Avant de se référer au contenu de l’ouvrage, on peut se concentrer sur le contenant et, principalement, sur la quatrième de couverture : le choix de l’encre et de la police est fort malheureux et rend le texte absolument illisible. Quant au contenu, on peut noter les remarques suivantes.
Premièrement, selon les exemples donnés par l’auteur, il s’agirait beaucoup plus de « romances sentimentales » que de « romances érotiques » comme stipulé dans le titre puisque toute référence au sexe ou à l’érotisme est bannie de la narration par l’éditeur. L’auteur doit se plier à une discipline de fer et subir des ratures et suppressions sans fin dans ses textes.

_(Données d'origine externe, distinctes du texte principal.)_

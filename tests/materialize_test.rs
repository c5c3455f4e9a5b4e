//! Integration tests for response materialization.

use serde_json::{json, Value};
use stripe_cast::{materialize, Card, Object, Resource, ResourceKind, Token};

fn token_payload() -> Value {
    json!({
        "id": "tok_1",
        "object": "token",
        "card": {
            "id": "card_1",
            "object": "card",
            "brand": "Visa",
            "exp_month": 8,
            "exp_year": 2030,
            "last4": "4242",
            "metadata": {}
        },
        "client_ip": null,
        "created": 1462905355,
        "livemode": false,
        "type": "card",
        "used": false
    })
}

// === Typed Resources ===

mod typed {
    use super::*;

    #[test]
    fn token_with_nested_card() {
        let object = materialize(&token_payload());
        let resource = object.into_resource().unwrap();
        let token = Token::try_from(resource).unwrap();

        assert_eq!(token.id.as_str(), Some("tok_1"));
        assert_eq!(token.object.as_str(), Some("token"));
        assert_eq!(token.type_.as_str(), Some("card"));
        assert_eq!(token.used.as_bool(), Some(false));
        assert_eq!(token.created.as_i64(), Some(1462905355));
        assert!(token.client_ip.is_null());

        let card = Card::try_from(token.card.into_resource().unwrap()).unwrap();
        assert_eq!(card.id.as_str(), Some("card_1"));
        assert_eq!(card.last4.as_str(), Some("4242"));
        assert_eq!(card.exp_year.as_i64(), Some(2030));
        assert!(card.metadata.as_map().unwrap().is_empty());
    }

    #[test]
    fn undeclared_keys_are_dropped() {
        let object = materialize(&json!({
            "id": "re_1",
            "object": "refund",
            "amount": 500,
            "brand_new_field": "x"
        }));
        let refund = object.as_resource().unwrap();
        assert_eq!(refund.kind(), ResourceKind::Refund);
        assert!(refund.get("brand_new_field").is_none());
        assert!(!refund.to_value().as_object().unwrap().contains_key("brand_new_field"));
    }

    #[test]
    fn missing_attributes_are_null() {
        let object = materialize(&json!({ "object": "customer", "id": "cus_1" }));
        let customer = object.as_resource().unwrap();
        assert_eq!(customer.get("email"), Some(&Object::Null));
        assert_eq!(customer.get("sources"), Some(&Object::Null));
    }

    #[test]
    fn every_declared_attribute_is_present() {
        for kind in ResourceKind::ALL {
            let raw = json!({ "object": kind.discriminator() });
            let resource = kind.build(raw.as_object().unwrap());
            for attr in kind.attributes() {
                assert!(resource.get(attr).is_some(), "{} lacks {}", kind.discriminator(), attr);
            }
            let wire = resource.to_value();
            assert_eq!(wire.as_object().unwrap().len(), kind.attributes().len());
        }
    }

    #[test]
    fn list_data_is_materialized() {
        let object = materialize(&json!({
            "object": "list",
            "url": "/v1/customers",
            "has_more": true,
            "data": [
                { "object": "customer", "id": "cus_1" },
                { "object": "customer", "id": "cus_2" }
            ]
        }));
        let list = object.as_resource().unwrap();
        assert_eq!(list.kind(), ResourceKind::List);
        assert_eq!(list.get("has_more").and_then(Object::as_bool), Some(true));

        let data = list.get("data").and_then(Object::as_list).unwrap();
        let ids: Vec<_> = data
            .iter()
            .map(|c| c.as_resource().unwrap().get("id").and_then(Object::as_str).unwrap())
            .collect();
        assert_eq!(ids, vec!["cus_1", "cus_2"]);
    }
}

// === Structural Fallback ===

mod fallback {
    use super::*;

    #[test]
    fn unknown_discriminator_keeps_every_key() {
        let object = materialize(&json!({
            "object": "widget",
            "id": "wid_1",
            "card": { "object": "card", "id": "card_1" }
        }));
        let map = object.as_map().unwrap();
        assert_eq!(map.len(), 3);
        assert_eq!(map["object"].as_str(), Some("widget"));
        assert_eq!(map["card"].as_resource().unwrap().kind(), ResourceKind::Card);
    }

    #[test]
    fn anonymous_container_types_nested_resources() {
        let object = materialize(&json!({
            "results": [{ "object": "charge", "id": "ch_1" }, 3],
            "meta": { "deep": { "object": "refund", "id": "re_1" } }
        }));
        let map = object.as_map().unwrap();
        let results = map["results"].as_list().unwrap();
        assert_eq!(results[0].as_resource().unwrap().kind(), ResourceKind::Charge);
        assert_eq!(results[1].as_i64(), Some(3));

        let deep = &map["meta"].as_map().unwrap()["deep"];
        assert_eq!(deep.as_resource().unwrap().kind(), ResourceKind::Refund);
    }

    #[test]
    fn sequences_preserve_length_and_order() {
        let raw = json!([
            { "object": "card", "id": "card_1" },
            "x",
            { "object": "widget" },
            [],
            null
        ]);
        let items = materialize(&raw);
        let items = items.as_list().unwrap();
        assert_eq!(items.len(), 5);
        assert!(items[0].as_resource().is_some());
        assert_eq!(items[1].as_str(), Some("x"));
        assert!(items[2].as_map().is_some());
        assert_eq!(items[3], Object::List(vec![]));
        assert!(items[4].is_null());
    }

    #[test]
    fn empty_sequence() {
        assert_eq!(materialize(&json!([])), Object::List(vec![]));
    }
}

// === Idempotence ===

mod idempotence {
    use super::*;

    #[test]
    fn rematerializing_wire_form_is_identity() {
        let once = materialize(&token_payload());
        let twice = materialize(&once.to_value());
        assert_eq!(once, twice);
    }

    #[test]
    fn rematerializing_mixed_tree_is_identity() {
        let raw = json!({
            "object": "widget",
            "items": [token_payload(), { "object": "file", "id": "file_1", "type": "pdf" }],
            "count": 2
        });
        let once = materialize(&raw);
        assert_eq!(materialize(&once.to_value()), once);
    }

    #[test]
    fn serialized_resource_matches_wire_form() {
        let object = materialize(&token_payload());
        let Some(Resource::Token(token)) = object.as_resource() else {
            panic!("expected a token");
        };
        let serialized = serde_json::to_value(token).unwrap();
        assert_eq!(serialized["type"], json!("card"));
        assert_eq!(serialized, object.to_value());
    }
}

Deuxièmement, et peut-être est-ce la remarque la plus pertinente en l’occurrence, pourquoi l’auteur choisit-elle de conspuer le genre après en avoir largement profité pécuniairement ? Un changement de trop dans son roman dicté par l’éditeur ? Un ras-le-bol généralisé d’écrire des histoires insipides ? Un soulagement financier inopiné qui apporte la libération de se contraindre à une écriture alimentaire ? Un peu de tout cela probablement et encore plus.
Troisièmement, le lecteur peut s’interroger sur la vision de l’auteur à propos de la gent féminine. Si l’herbe est toujours plus verte de l’autre côté, on pourrait penser que pour les lectrices (le lectorat du genre est majoritairement féminin) qui ne connaissent ni les voyages en jet privé, ni les suites impériales dans des cinq étoiles ni les îles paradisiaques du Pacifique, n’est-il pas justement plaisant de s’y imaginer ? Et cela sans y être obligées. C’est tout simplement divin de se rêver un moment loin de tous les tracas quotidiens. Dans les bras d’un milliardaire ? Pourquoi pas ? C’est idéal comme catharsis, non ? Les lectrices sont loin d’être stupides. Elles savent faire la différence entre un fantasme et la réalité. Par ailleurs, que le genre soit cloisonné par des poncifs rigides, n’est-ce pas la meilleure façon de retrouver romance après romance le même patron satisfaisant ce fantasme ?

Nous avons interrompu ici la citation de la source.